Perhaps I could give him a TestFlight version of the app that contains a timer that would programatically force a crash after 10 seconds?

There’s no guarantee that’ll work; it depends on how badly the app is hung. If you take this path, make sure not to use a run loop based timer, as whatever’s hanging the app may well prevent that from running. Instead, use a Dispatch timer that targets something other than the main queue.

However, they may be better ways:

  • Pressing the Home button will cause the system to try to suspend the app. If the app is non-responsive, it won’t respond to that suspend request and shortly thereafter it’ll be killed by the watchdog. And that should generate a crash report.

  • You could ask for a sysdiagnose log. That may contain a spin trace for the hung app.

Share and Enjoy

Quinn “The Eskimo!”
Apple Developer Relations, Developer Technical Support, Core OS/Hardware

let myEmail = "eskimo" + "1" + "@apple.com"

Replies

But I can't find anyone who can tell me how to make an app crash (other than in code).

Back in the day there was a force quit gesture (different from the ‘remove the app from the multitasking UI’ gesture that you’re almost certainly familiar with) but that’s gone by the wayside, alas.

Perhaps I could give him a TestFlight version of the app that contains a timer that would programatically force a crash after 10 seconds?

There’s no guarantee that’ll work; it depends on how badly the app is hung. If you take this path, make sure not to use a run loop based timer, as whatever’s hanging the app may well prevent that from running. Instead, use a Dispatch timer that targets something other than the main queue.

However, they may be better ways:

  • Pressing the Home button will cause the system to try to suspend the app. If the app is non-responsive, it won’t respond to that suspend request and shortly thereafter it’ll be killed by the watchdog. And that should generate a crash report.

  • You could ask for a sysdiagnose log. That may contain a spin trace for the hung app.

Share and Enjoy

Quinn “The Eskimo!”
Apple Developer Relations, Developer Technical Support, Core OS/Hardware

let myEmail = "eskimo" + "1" + "@apple.com"

Thanks very much Quinn! Good ideas. And I didn't know about sysdiagnose.


Barry

A follow-up if I may.


I gave my user a TestFlight version and we're narrowing down the problem. When I look in AppStoreConnect it shows that I have 4 Crashes on the beta version. (I was concerned that it was actually crashing, but the user tells me that when he kills the hung app, it is considered a Crash and lets him put in comments for the "crash".)
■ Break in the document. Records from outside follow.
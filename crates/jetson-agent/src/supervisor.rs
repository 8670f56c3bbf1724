//! Per-client engine process supervision.
//!
//! Spawns the client's private copy of the engine executable directly
//! via `tokio::process::Command`, with stdin/stdout bound to the
//! already-created request/response pipes. This replaces the original
//! daemon's `system("cd <dir> && <exe> < req > rsp")` shell composition:
//! a direct spawn gives us a `Child` handle we can `kill()` if either
//! bridge fails, which a shelled-out command cannot offer.

use std::path::Path;

use tokio::process::{Child, Command};

use crate::error::AgentError;
use crate::pipes::PipePaths;

/// Copy the engine executable to a per-client name (`jei_<clientIp>_<engineName>`)
/// inside the engine directory, preserving executability.
pub async fn stage_instance_executable(
    engine_dir: &Path,
    executable: &str,
    instance_name: &str,
) -> Result<std::path::PathBuf, AgentError> {
    let src = engine_dir.join(executable);
    let dst = engine_dir.join(instance_name);

    tokio::fs::copy(&src, &dst)
        .await
        .map_err(|e| AgentError::ExecutableCopy {
            path: dst.display().to_string(),
            source: e,
        })?;

    #[cfg(unix)]
    {
        use std::os::unix::fs::PermissionsExt;
        let mut perms = tokio::fs::metadata(&dst)
            .await
            .map_err(|e| AgentError::ExecutableCopy {
                path: dst.display().to_string(),
                source: e,
            })?
            .permissions();
        perms.set_mode(perms.mode() | 0o111);
        tokio::fs::set_permissions(&dst, perms)
            .await
            .map_err(|e| AgentError::ExecutableCopy {
                path: dst.display().to_string(),
                source: e,
            })?;
    }

    Ok(dst)
}

/// Spawn the staged instance executable with its stdin/stdout bound to
/// the request/response pipes, and its launch arguments split from the
/// engine's configured colon-separated argument string.
#[cfg(unix)]
pub async fn spawn_instance(
    engine_dir: &Path,
    instance_path: &std::path::Path,
    args: &[String],
    paths: &PipePaths,
) -> Result<Child, AgentError> {
    let req_path = paths.req.clone();
    let rsp_path = paths.rsp.clone();

    // Opening a FIFO blocks until the peer end is opened; run it on a
    // blocking thread so it can't stall the async executor while the
    // ingress/egress bridges are opening their own ends concurrently.
    let (stdin_file, stdout_file) = tokio::task::spawn_blocking(move || {
        use std::fs::OpenOptions;
        let stdin = OpenOptions::new().read(true).open(&req_path)?;
        let stdout = OpenOptions::new().write(true).open(&rsp_path)?;
        std::io::Result::Ok((stdin, stdout))
    })
    .await
    .expect("blocking pipe-open task panicked")
    .map_err(|e| AgentError::PipeCreate {
        path: paths.req.clone(),
        source: e,
    })?;

    let mut cmd = Command::new(instance_path);
    cmd.current_dir(engine_dir)
        .args(args)
        .stdin(std::process::Stdio::from(stdin_file))
        .stdout(std::process::Stdio::from(stdout_file))
        .stderr(std::process::Stdio::null());

    cmd.spawn()
        .map_err(|e| AgentError::SpawnFailed(instance_path.display().to_string(), e))
}

#[cfg(windows)]
pub async fn spawn_instance(
    engine_dir: &Path,
    instance_path: &std::path::Path,
    args: &[String],
    req_pipe: tokio::net::windows::named_pipe::NamedPipeServer,
    rsp_pipe: tokio::net::windows::named_pipe::NamedPipeServer,
) -> Result<Child, AgentError> {
    // On Windows the pipe server ends can't be handed directly to
    // `Stdio`; the child inherits the pipe handles via the named pipe
    // it connects to by name at startup, so the server ends are kept
    // open by the bridges and not attached to the child's stdio here.
    let _ = (req_pipe, rsp_pipe);

    let mut cmd = Command::new(instance_path);
    cmd.current_dir(engine_dir).args(args);

    cmd.spawn()
        .map_err(|e| AgentError::SpawnFailed(instance_path.display().to_string(), e))
}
That's all well and good, but when I go into XCode organizer, the Crashes page works on Downloading and then says "No Crashes" (yes, I've set the version/build number correctly). I know A-S-Connect says it may take 72 hours; does this mean that it may know about the crashes and XCode doesn't for that long, or they should be in both places now that they're in App Store Connect?


Since the "crash" was generated by him killing the app, will it still give me something in XCode to look at?
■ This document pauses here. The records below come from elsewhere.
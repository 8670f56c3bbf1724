//! CLI overrides and config-file loading.
//!
//! Three sources layer over each other, highest priority first:
//! 1. `--mgmt-port` (CLI flag)
//! 2. the `mgmt.port` file in the working directory
//! 3. the built-in default, `53350`
//!
//! The engine list itself always comes from `jetson_agent.conf`; there
//! is no CLI override for individual engine entries.

use std::path::{Path, PathBuf};

use clap::Parser;
use jetson_protocol::parse_config_str;

/// Default management port, used when neither the CLI flag nor the
/// `mgmt.port` file override it.
pub const DEFAULT_MGMT_PORT: u16 = 53350;

#[derive(Debug, Parser)]
#[command(name = "jetson-agent", about = "Remote UCI chess-engine gateway")]
pub struct CliArgs {
    /// Working directory the agent operates from (engine directories,
    /// config file, and mgmt port file are all resolved relative to it).
    #[arg(long, default_value = ".")]
    pub work_dir: PathBuf,

    /// Agent configuration file, relative to `work_dir` unless absolute.
    #[arg(long, default_value = "jetson_agent.conf")]
    pub conf: PathBuf,

    /// Management port override file, relative to `work_dir` unless absolute.
    #[arg(long, default_value = "mgmt.port")]
    pub mgmt_port_file: PathBuf,

    /// Management port; takes precedence over the mgmt port file.
    #[arg(long)]
    pub mgmt_port: Option<u16>,

    /// Interface to bind engine and management listeners to.
    #[arg(long, default_value = "0.0.0.0")]
    pub bind_addr: String,
}

/// One engine record, fully resolved against the working directory.
#[derive(Debug, Clone)]
pub struct EngineConfig {
    pub name: String,
    pub dir: PathBuf,
    pub executable: String,
    pub port: u16,
    pub args: Vec<String>,
}

/// The agent's fully resolved configuration.
#[derive(Debug, Clone)]
pub struct AgentConfig {
    pub bind_addr: String,
    pub mgmt_port: u16,
    pub work_dir: PathBuf,
    pub engines: Vec<EngineConfig>,
}

impl AgentConfig {
    /// Load configuration from the CLI args: parse the config file,
    /// resolve each engine's directory, drop duplicates and engines
    /// whose directory doesn't exist, and resolve the management port.
    pub fn load(cli: &CliArgs) -> anyhow::Result<Self> {
        let conf_path = resolve(&cli.work_dir, &cli.conf);
        let contents = std::fs::read_to_string(&conf_path)
            .map_err(|e| anyhow::anyhow!("reading config file {}: {e}", conf_path.display()))?;

        let lines = parse_config_str(&contents, |line_no, raw, e| {
            tracing::warn!(line_no, raw, error = %e, "skipping malformed config line");
        });

        let mut engines = Vec::new();
        let mut seen = std::collections::HashSet::new();
        for line in lines {
            if !seen.insert(line.engine_name.clone()) {
                tracing::warn!(engine = %line.engine_name, "duplicate engine name in config, first wins");
                continue;
            }

            let dir = cli.work_dir.join(&line.engine_name);
            if !dir.is_dir() {
                tracing::warn!(engine = %line.engine_name, dir = %dir.display(), "engine directory missing, skipping");
                seen.remove(&line.engine_name);
                continue;
            }

            let executable = ensure_exe_suffix(&line.executable);

            engines.push(EngineConfig {
                name: line.engine_name,
                dir,
                executable,
                port: line.port,
                args: line.args,
            });
        }

        let mgmt_port = cli
            .mgmt_port
            .or_else(|| read_mgmt_port_file(&resolve(&cli.work_dir, &cli.mgmt_port_file)))
            .unwrap_or(DEFAULT_MGMT_PORT);

        Ok(AgentConfig {
            bind_addr: cli.bind_addr.clone(),
            mgmt_port,
            work_dir: cli.work_dir.clone(),
            engines,
        })
    }
}

fn resolve(work_dir: &Path, maybe_relative: &Path) -> PathBuf {
    if maybe_relative.is_absolute() {
        maybe_relative.to_path_buf()
    } else {
        work_dir.join(maybe_relative)
    }
}

fn read_mgmt_port_file(path: &Path) -> Option<u16> {
    std::fs::read_to_string(path).ok()?.trim().parse().ok()
}

#[cfg(target_os = "windows")]
fn ensure_exe_suffix(executable: &str) -> String {
    if executable.to_lowercase().ends_with(".exe") {
        executable.to_string()
    } else {
        format!("{executable}.exe")
    }
}

#[cfg(not(target_os = "windows"))]
fn ensure_exe_suffix(executable: &str) -> String {
    executable.to_string()
}

#[cfg(test)]
mod tests {
    use super::*;
    use std::io::Write;

    fn write_conf(dir: &Path, contents: &str) -> PathBuf {
        let path = dir.join("jetson_agent.conf");
        let mut f = std::fs::File::create(&path).unwrap();
        f.write_all(contents.as_bytes()).unwrap();
        path
    }

    #[test]
    fn skips_engines_whose_directory_is_missing() {
        let tmp = tempfile::tempdir().unwrap();
        std::fs::create_dir(tmp.path().join("stockfish")).unwrap();
        write_conf(
            tmp.path(),
            "stockfish 53400 stockfish\nrybka 53401 rybka\n",
        );

        let cli = CliArgs {
            work_dir: tmp.path().to_path_buf(),
            conf: PathBuf::from("jetson_agent.conf"),
            mgmt_port_file: PathBuf::from("mgmt.port"),
            mgmt_port: None,
            bind_addr: "0.0.0.0".to_string(),
        };

        let cfg = AgentConfig::load(&cli).unwrap();
        assert_eq!(cfg.engines.len(), 1);
        assert_eq!(cfg.engines[0].name, "stockfish");
        assert_eq!(cfg.mgmt_port, DEFAULT_MGMT_PORT);
    }

    #[test]
    fn duplicate_engine_names_first_wins() {
        let tmp = tempfile::tempdir().unwrap();
        std::fs::create_dir(tmp.path().join("stockfish")).unwrap();
        write_conf(
            tmp.path(),
            "stockfish 53400 stockfish\nstockfish 53499 other\n",
        );

        let cli = CliArgs {
            work_dir: tmp.path().to_path_buf(),
            conf: PathBuf::from("jetson_agent.conf"),
            mgmt_port_file: PathBuf::from("mgmt.port"),
            mgmt_port: None,
            bind_addr: "0.0.0.0".to_string(),
        };

        let cfg = AgentConfig::load(&cli).unwrap();
        assert_eq!(cfg.engines.len(), 1);
        assert_eq!(cfg.engines[0].port, 53400);
    }

    #[test]
    fn mgmt_port_file_overrides_default() {
        let tmp = tempfile::tempdir().unwrap();
        std::fs::create_dir(tmp.path().join("stockfish")).unwrap();
        write_conf(tmp.path(), "stockfish 53400 stockfish\n");
        std::fs::write(tmp.path().join("mgmt.port"), "60000\n").unwrap();

        let cli = CliArgs {
            work_dir: tmp.path().to_path_buf(),
            conf: PathBuf::from("jetson_agent.conf"),
            mgmt_port_file: PathBuf::from("mgmt.port"),
            mgmt_port: None,
            bind_addr: "0.0.0.0".to_string(),
        };

        let cfg = AgentConfig::load(&cli).unwrap();
        assert_eq!(cfg.mgmt_port, 60000);
    }

    #[test]
    fn cli_mgmt_port_wins_over_file() {
        let tmp = tempfile::tempdir().unwrap();
        std::fs::create_dir(tmp.path().join("stockfish")).unwrap();
        write_conf(tmp.path(), "stockfish 53400 stockfish\n");
        std::fs::write(tmp.path().join("mgmt.port"), "60000\n").unwrap();

        let cli = CliArgs {
            work_dir: tmp.path().to_path_buf(),
            conf: PathBuf::from("jetson_agent.conf"),
            mgmt_port_file: PathBuf::from("mgmt.port"),
            mgmt_port: Some(12345),
            bind_addr: "0.0.0.0".to_string(),
        };

        let cfg = AgentConfig::load(&cli).unwrap();
        assert_eq!(cfg.mgmt_port, 12345);
    }
}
Since the "crash" was generated by him killing the app, will it still give me something in XCode to look at?

I don’t know the answer to this, alas (I don’t lot of experience with TestFlight). You should ask the user to check in Settings > Privacy > Analytics > Analytics Data to see if there’s a report there.

Share and Enjoy

Quinn “The Eskimo!”
Apple Developer Relations, Developer Technical Support, Core OS/Hardware

let myEmail = "eskimo" + "1" + "@apple.com"

I ended up begging the user to send Crash logs, which he did, and we've resolved the problems. (SIG_KILL also provides useful crash logs.)


I still have only one log in Organizer. I've opened ticket FB7545163 about my missing logs.